I think the risk of an economically suboptimal blocksize is far worse than the risk that somehow the bitcoin ecosystem wouldn't be able to defend against a malicious 1Exabyte block creating miner. What would likely happen is that most nodes and most miners would run a soft limit and that'd be that.

In short, leave it to the market.

@Melbustus

well, you'd need to hire a cracker jack admin or team of admins who know alot about defending against ddos, which would be the first thing expected.

i think i like the idea. not having run a pool before, i'm not sure how expensive it is, altho it can't be too much since i envision them as being merely servers. donations from US businesses would be ideal, however, esp since it would need to be fortified against all attacks.
Yeah, it wouldn't be a trivial endeavor. But it's nuts that bitcoin businesses - ie, where most of the capital in the ecosystem actually lies, doesn't have a voice in mining. A non-profit to give them such a voice seems reasonable.
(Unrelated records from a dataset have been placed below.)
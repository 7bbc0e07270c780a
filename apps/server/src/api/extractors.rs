//! Custom Axum extractors

use axum::{
    async_trait,
    extract::FromRequestParts,
    http::{request::Parts, StatusCode},
    response::{IntoResponse, Response},
};

/// Header carrying the caller's roles, comma separated.
///
/// Set by the trusted proxy in front of the service after it has
/// authenticated the user; requests without it are anonymous.
pub const ROLES_HEADER: &str = "x-kumquat-roles";

/// Roles held by the caller. Empty for anonymous callers.
#[derive(Debug, Clone, Default, PartialEq, Eq)]
pub struct RequestRoles(pub Vec<String>);

impl RequestRoles {
    pub fn parse(raw: &str) -> Self {
        let mut roles: Vec<String> = raw
            .split(',')
            .map(str::trim)
            .filter(|r| !r.is_empty())
            .map(String::from)
            .collect();
        roles.sort();
        roles.dedup();
        Self(roles)
    }

    pub fn is_anonymous(&self) -> bool {
        self.0.is_empty()
    }
}

/// Rejection for an unreadable roles header.
pub struct RolesRejection;

impl IntoResponse for RolesRejection {
    fn into_response(self) -> Response {
        let body = serde_json::json!({
            "error": {
                "status": StatusCode::BAD_REQUEST.as_u16(),
                "message": format!("{} header is not valid ASCII", ROLES_HEADER),
            }
        });
        (StatusCode::BAD_REQUEST, axum::Json(body)).into_response()
    }
}

#[async_trait]
impl<S> FromRequestParts<S> for RequestRoles
where
    S: Send + Sync,
{
    type Rejection = RolesRejection;

    async fn from_request_parts(parts: &mut Parts, _state: &S) -> Result<Self, Self::Rejection> {
        match parts.headers.get(ROLES_HEADER) {
            None => Ok(Self::default()),
            Some(value) => value
                .to_str()
                .map(Self::parse)
                .map_err(|_| RolesRejection),
        }
    }
}
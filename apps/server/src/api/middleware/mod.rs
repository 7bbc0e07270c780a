//! Middleware stack for the API

pub mod layers;
pub mod request_id;

pub use layers::{cors, trace};
pub use request_id::{request_id_middleware, RequestId};
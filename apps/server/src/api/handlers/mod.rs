//! Request handlers for API endpoints
//!
//! Handlers translate query parameters into finders, await the finder's
//! accessors and shape the JSON response.

pub mod search;

pub use search::*;
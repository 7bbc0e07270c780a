//! Database layer - entity storage and search query construction

pub mod search;
pub mod store;
pub mod traits;

pub use search::{CompiledQuery, QueryBuilder, QuerySpec};
pub use store::PostgresEntityStore;
pub use traits::EntityStore;
#![allow(dead_code)]

pub mod builders;
pub mod index;
pub mod store;

use anyhow::Context as _;
use axum::{
    body::Body,
    http::{HeaderName, HeaderValue, Method, Request, StatusCode},
    Router,
};
use kumquat::{
    api::create_router,
    models::FacetCatalog,
    services::{SearchContext, SearchOptions},
    AppState, Config,
};
use kumquat_index_client::SearchIndex;
use serde_json::Value;
use std::sync::Arc;
use tower::ServiceExt as _;

pub use builders::*;
pub use index::{MemoryIndex, RecordingIndex};
pub use store::MemoryStore;

/// A search context over the given index and store with default options.
pub fn context(index: Arc<dyn SearchIndex>, store: Arc<MemoryStore>) -> SearchContext {
    context_with_options(index, store, SearchOptions::default())
}

pub fn context_with_options(
    index: Arc<dyn SearchIndex>,
    store: Arc<MemoryStore>,
    options: SearchOptions,
) -> SearchContext {
    SearchContext::new(index, store, Arc::new(FacetCatalog::default()), options)
}

pub struct TestApp {
    pub router: Router,
    pub state: AppState,
}

impl TestApp {
    pub fn new(search: SearchContext) -> Self {
        Self::new_with_config(search, |_| {})
    }

    pub fn new_with_config(search: SearchContext, configure: impl FnOnce(&mut Config)) -> Self {
        kumquat::logging::init_simple_logging();
        let mut config = Config::default();
        configure(&mut config);
        let state = AppState::from_parts(config, search);
        let router = create_router(state.clone());
        Self { router, state }
    }

    pub async fn get(&self, path_and_query: &str) -> anyhow::Result<(StatusCode, Value)> {
        self.get_with_headers(path_and_query, &[]).await
    }

    pub async fn get_with_headers(
        &self,
        path_and_query: &str,
        extra_headers: &[(&str, &str)],
    ) -> anyhow::Result<(StatusCode, Value)> {
        let mut request = Request::builder()
            .method(Method::GET)
            .uri(path_and_query)
            .header("host", "example.org")
            .body(Body::empty())
            .context("build request")?;

        for (name, value) in extra_headers {
            request.headers_mut().insert(
                name.parse::<HeaderName>().context("parse header name")?,
                value.parse::<HeaderValue>().context("parse header value")?,
            );
        }

        let response = self
            .router
            .clone()
            .oneshot(request)
            .await
            .context("dispatch request")?;

        let status = response.status();
        let body = axum::body::to_bytes(response.into_body(), usize::MAX)
            .await
            .context("read response body")?;
        let json = if body.is_empty() {
            Value::Null
        } else {
            serde_json::from_slice(&body).context("parse response JSON")?
        };
        Ok((status, json))
    }
}

pub fn assert_status(actual: StatusCode, expected: StatusCode, context: &str) {
    assert_eq!(
        actual, expected,
        "{}: expected status {}, got {}",
        context, expected, actual
    );
}
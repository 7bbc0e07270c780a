//! Search handlers
//!
//! - `GET /search`: items and collections together
//! - `GET /items`
//! - `GET /collections`
//! - `GET /collections/{id}/items`
//!
//! Query parameters: `q`, `field`, `fq` (repeatable, also `fq[]`), `sort`,
//! `start`, `limit`. Roles come from the `X-Kumquat-Roles` header.

use crate::{
    api::extractors::RequestRoles,
    config::SearchConfig,
    db::search::QuerySpec,
    models::{variants, Entity, EntityKind, Facet},
    services::{Finder, FinderScope, ItemFinder},
    state::AppState,
    Error, Result,
};
use axum::{
    extract::{Path, RawQuery, State},
    Json,
};
use serde::Serialize;

/// JSON body of every search endpoint.
#[derive(Debug, Serialize)]
#[serde(rename_all = "camelCase")]
pub struct SearchResults {
    pub start: usize,
    pub limit: usize,
    pub page: usize,
    pub num_results: u64,
    pub results: Vec<ResultEntry>,
    pub facets: Vec<Facet>,
    pub suggestions: Vec<String>,
    /// Query string of the next page, when there is one.
    #[serde(skip_serializing_if = "Option::is_none")]
    pub next: Option<String>,
}

#[derive(Debug, Serialize)]
pub struct ResultEntry {
    pub id: String,
    pub kind: EntityKind,
    pub title: Option<String>,
}

impl From<&Entity> for ResultEntry {
    fn from(entity: &Entity) -> Self {
        Self {
            id: entity.repository_id().to_string(),
            kind: entity.kind(),
            title: entity.title().map(String::from),
        }
    }
}

/// Search items and collections (GET /search)
///
/// Of the items, only standalone objects and files are listed.
pub async fn search_entities(
    State(state): State<AppState>,
    roles: RequestRoles,
    RawQuery(query): RawQuery,
) -> Result<Json<SearchResults>> {
    let items = parse_query_items(query.as_deref());
    let finder = state
        .search
        .entities()
        .exclude_item_variants(variants::all_but_file());
    run_search(&state, finder, roles, &items).await
}

/// Search items (GET /items)
pub async fn search_items(
    State(state): State<AppState>,
    roles: RequestRoles,
    RawQuery(query): RawQuery,
) -> Result<Json<SearchResults>> {
    let items = parse_query_items(query.as_deref());
    let finder = item_listing(state.search.items(), &items);
    run_search(&state, finder, roles, &items).await
}

/// Search collections (GET /collections)
pub async fn search_collections(
    State(state): State<AppState>,
    roles: RequestRoles,
    RawQuery(query): RawQuery,
) -> Result<Json<SearchResults>> {
    let items = parse_query_items(query.as_deref());
    run_search(&state, state.search.collections(), roles, &items).await
}

/// Search the items of one collection (GET /collections/{id}/items)
pub async fn search_collection_items(
    State(state): State<AppState>,
    Path(collection_id): Path<String>,
    roles: RequestRoles,
    RawQuery(query): RawQuery,
) -> Result<Json<SearchResults>> {
    if state
        .search
        .store
        .load(EntityKind::Collection, &collection_id)
        .await?
        .is_none()
    {
        return Err(Error::NotFound(format!("Collection {}", collection_id)));
    }

    let items = parse_query_items(query.as_deref());
    let finder = item_listing(state.search.items().collection(collection_id), &items);
    run_search(&state, finder, roles, &items).await
}

/// Item listings hide page-like parts of compound objects. A text query
/// also reaches child items, so files inside an object can be found.
fn item_listing(finder: ItemFinder, items: &[(String, String)]) -> ItemFinder {
    let has_query = QuerySpec::from_items(items).has_query();
    finder
        .include_children(has_query)
        .exclude_variants(variants::PAGE_LIKE.iter().copied())
}

async fn run_search<S: FinderScope>(
    state: &AppState,
    finder: Finder<S>,
    roles: RequestRoles,
    items: &[(String, String)],
) -> Result<Json<SearchResults>> {
    let limit = page_limit(items, &state.config.search);

    let finder = finder
        .apply_items(items)
        .limit(limit as i64)
        .user_roles(roles.0)
        .aggregations(true);

    let num_results = finder.count().await?;
    let results = finder.to_a().await?.iter().map(ResultEntry::from).collect();
    let facets = finder.facets().await?;
    let suggestions = finder.suggestions().await?.to_vec();
    let page = finder.page().await?;

    let spec = finder.query_spec();
    let next_start = spec.start + spec.limit;
    let next = (spec.limit > 0
        && (next_start as u64) < num_results
        && next_start < spec.max_result_window)
        .then(|| build_query_string(&spec.clone().start(next_start as i64).to_items()));

    Ok(Json(SearchResults {
        start: spec.start,
        limit: spec.limit,
        page,
        num_results,
        results,
        facets,
        suggestions,
        next,
    }))
}

/// The page size to use: the requested `limit` when it lies within
/// `[1, max_page_size]`, the configured default otherwise.
fn page_limit(items: &[(String, String)], config: &SearchConfig) -> usize {
    items
        .iter()
        .rev()
        .find(|(k, _)| k == "limit")
        .and_then(|(_, v)| v.trim().parse::<usize>().ok())
        .filter(|limit| (1..=config.max_page_size).contains(limit))
        .unwrap_or(config.default_limit)
}

fn parse_query_items(raw_query: Option<&str>) -> Vec<(String, String)> {
    // `application/x-www-form-urlencoded` semantics, including '+' = space.
    raw_query
        .map(|q| {
            url::form_urlencoded::parse(q.as_bytes())
                .into_owned()
                .collect()
        })
        .unwrap_or_default()
}

fn build_query_string(items: &[(String, String)]) -> String {
    let mut serializer = url::form_urlencoded::Serializer::new(String::new());
    for (k, v) in items {
        serializer.append_pair(k, v);
    }
    serializer.finish()
}
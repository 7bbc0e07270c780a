//! Error types for the Kumquat server

use axum::{
    http::StatusCode,
    response::{IntoResponse, Response},
    Json,
};
use serde_json::json;
use thiserror::Error;

pub type Result<T> = std::result::Result<T, Error>;

#[derive(Error, Debug)]
pub enum Error {
    /// Transport failure, non-2xx answer or explicit error payload from the
    /// search index. Always fatal to the finder access that hit it.
    #[error("Search index error: {0}")]
    Index(#[from] kumquat_index_client::Error),

    #[error("Database error: {0}")]
    Database(#[from] sqlx::Error),

    #[error("Migration error: {0}")]
    Migration(#[from] sqlx::migrate::MigrateError),

    #[error("Configuration error: {0}")]
    Config(String),

    #[error("Not found: {0}")]
    NotFound(String),

    #[error(transparent)]
    Other(#[from] anyhow::Error),
}

impl Error {
    /// Build an index error from a response body that carries an `error` member.
    pub fn index_payload(body: &serde_json::Value) -> Self {
        Error::Index(kumquat_index_client::Error::from_body(None, body))
    }
}

impl IntoResponse for Error {
    fn into_response(self) -> Response {
        let (status, message) = match &self {
            Error::NotFound(_) => (StatusCode::NOT_FOUND, self.to_string()),
            Error::Index(e) => {
                tracing::error!(error = %e, "Search index failure");
                (StatusCode::BAD_GATEWAY, "Search index error".to_string())
            }
            Error::Database(_)
            | Error::Migration(_)
            | Error::Config(_)
            | Error::Other(_) => {
                tracing::error!("Internal error: {}", self);
                (
                    StatusCode::INTERNAL_SERVER_ERROR,
                    "Internal server error".to_string(),
                )
            }
        };

        let body = Json(json!({
            "error": {
                "status": status.as_u16(),
                "message": message,
            }
        }));

        (status, body).into_response()
    }
}
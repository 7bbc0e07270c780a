//! Search index gateway
//!
//! This crate executes structured query documents against an Elasticsearch
//! node over HTTP and hands back the parsed response. It knows nothing
//! about how queries are built or what the hits mean.
//!
//! # Examples
//!
//! ```rust,no_run
//! use kumquat_index_client::{ElasticsearchClient, SearchIndex};
//! use serde_json::json;
//!
//! # async fn example() -> Result<(), Box<dyn std::error::Error>> {
//! let client = ElasticsearchClient::new("http://localhost:9200")?;
//! let response = client
//!     .search("items", &json!({ "query": { "match_all": {} }, "size": 10 }))
//!     .await?;
//! println!("{}", response["hits"]["total"]);
//! # Ok(())
//! # }
//! ```
//!
pub mod client;
pub mod error;
pub mod gateway;
pub mod models;

pub use client::ElasticsearchClient;
pub use error::{Error, Result};
pub use gateway::SearchIndex;
pub use models::IndexSummary;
...and to be clear, with a payout structure that's clearly one of the most advantageous in the ecosystem, the actual hash power would come from a large collection of small users. If the pool were to abuse that relationship and start implementing things that users didn't want, they'd flee (as we saw with Deepbit, and GHash and others). So there'd be that implied broad user "mandate" as well.

[edit: typos]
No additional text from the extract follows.